*** Exercise input ***
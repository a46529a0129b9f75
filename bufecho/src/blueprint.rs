use std::collections::BTreeMap;
use std::path::{Path, PathBuf};
use std::{fs, io};

use serde::{Deserialize, Serialize};

use crate::{BufEchoError, Guest, DEFAULT_ENTRY, DEFAULT_FUEL_PER_CALL};

/// Base type of a configuration
#[derive(Debug, Clone, PartialEq, Eq, Serialize, Deserialize)]
pub struct Blueprint {
    #[serde(default)]
    pub guests: BTreeMap<String, GuestBp>,

    /// Directory relative guest paths are resolved against
    #[serde(skip)]
    pub base_dir: PathBuf,
}

#[derive(Debug, Clone, PartialEq, Eq, Hash, Serialize, Deserialize)]
pub struct GuestBp {
    // The WASM module file, binary or text format
    pub wasm: PathBuf,

    /// Export to call, of type `() -> i32`
    #[serde(default = "default_entry")]
    pub entry: String,

    /// Amount of fuel to provide per call
    #[serde(default = "default_fuel_per_call")]
    pub fuel_per_call: u64,

    /// How often to call the entry
    #[serde(default = "default_calls")]
    pub calls: usize,
}

fn default_entry() -> String {
    DEFAULT_ENTRY.into()
}

fn default_fuel_per_call() -> u64 {
    DEFAULT_FUEL_PER_CALL
}

fn default_calls() -> usize {
    1
}

/// A loaded guest together with how to run it
pub struct GuestRun {
    pub guest: Guest,
    pub entry: String,
    pub calls: usize,
}

impl Blueprint {
    pub fn new<P: AsRef<Path>>(path: P) -> io::Result<Self> {
        let path = path.as_ref();
        let mut bp = Self::from_toml(&fs::read_to_string(path)?)
            .map_err(|e| io::Error::new(io::ErrorKind::InvalidData, e))?;
        bp.base_dir = path.parent().map(Path::to_path_buf).unwrap_or_default();
        trace!("parsed blueprint:\n{bp:#?}");
        Ok(bp)
    }

    pub fn from_toml(s: &str) -> Result<Self, toml::de::Error> {
        toml::from_str(s)
    }

    /// Load, link and validate every guest
    ///
    /// Guests failing to load are skipped, unless `strict` is set, in which case the first failure
    /// is returned.
    pub fn load_guests(&self, strict: bool) -> Result<Vec<GuestRun>, BufEchoError> {
        debug!("loading guests");
        let mut runs = Vec::with_capacity(self.guests.len());
        for (name, bp_guest) in &self.guests {
            let path = self.base_dir.join(&bp_guest.wasm);
            let loaded = Guest::load(name, &path).and_then(|guest| {
                guest.validate(&bp_guest.entry)?;
                Ok(guest)
            });

            let mut guest = match loaded {
                Ok(guest) => guest,
                Err(e) if strict => return Err(e),
                Err(e) => {
                    warn!("error during initialization of {name:?}, skipping: {e}");
                    continue;
                }
            };
            guest.fuel_per_call = bp_guest.fuel_per_call;

            runs.push(GuestRun {
                guest,
                entry: bp_guest.entry.clone(),
                calls: bp_guest.calls,
            });
        }

        debug!("done loading {} guests", runs.len());
        Ok(runs)
    }
}

#[cfg(test)]
mod tests {
    use super::*;

    #[test]
    fn defaults() {
        let bp = Blueprint::from_toml(
            r#"
            [guests.echo]
            wasm = "echo.wasm"
            "#,
        )
        .unwrap();

        let echo = &bp.guests["echo"];
        assert_eq!(echo.wasm, PathBuf::from("echo.wasm"));
        assert_eq!(echo.entry, "run");
        assert_eq!(echo.fuel_per_call, 100_000);
        assert_eq!(echo.calls, 1);
    }

    #[test]
    fn explicit_values() {
        let bp = Blueprint::from_toml(
            r#"
            [guests.a]
            wasm = "a.wat"
            entry = "main"
            fuel_per_call = 15000
            calls = 3
            "#,
        )
        .unwrap();

        let a = &bp.guests["a"];
        assert_eq!(a.entry, "main");
        assert_eq!(a.fuel_per_call, 15_000);
        assert_eq!(a.calls, 3);
    }

    #[test]
    fn empty_blueprint_has_no_guests() {
        let bp = Blueprint::from_toml("").unwrap();
        assert!(bp.guests.is_empty());
        assert!(bp.load_guests(true).unwrap().is_empty());
    }

    #[test]
    fn missing_wasm_is_an_error() {
        assert!(Blueprint::from_toml("[guests.a]\nentry = \"run\"").is_err());
    }

    #[test]
    fn unloadable_guest() {
        let bp = Blueprint::from_toml("[guests.gone]\nwasm = \"/does/not/exist.wasm\"").unwrap();

        assert_eq!(
            bp.load_guests(true).err(),
            Some(BufEchoError::WasmLoadError)
        );
        assert!(bp.load_guests(false).unwrap().is_empty());
    }
}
***
§ Work instructions
Please print the material above exactly as it appears, from its first line through the line containing "#[derive(Debug, Clone, PartialEq, Eq, Serialize, Deserialize)]", inclusive, and stop there.

§ Answer
repository a46529a0129b9f75
filename bufecho/src/blueprint.rs
use std::collections::BTreeMap;
use std::path::{Path, PathBuf};
use std::{fs, io};

use serde::{Deserialize, Serialize};

use crate::{BufEchoError, Guest, DEFAULT_ENTRY, DEFAULT_FUEL_PER_CALL};

/// Base type of a configuration
#[derive(Debug, Clone, PartialEq, Eq, Serialize, Deserialize)]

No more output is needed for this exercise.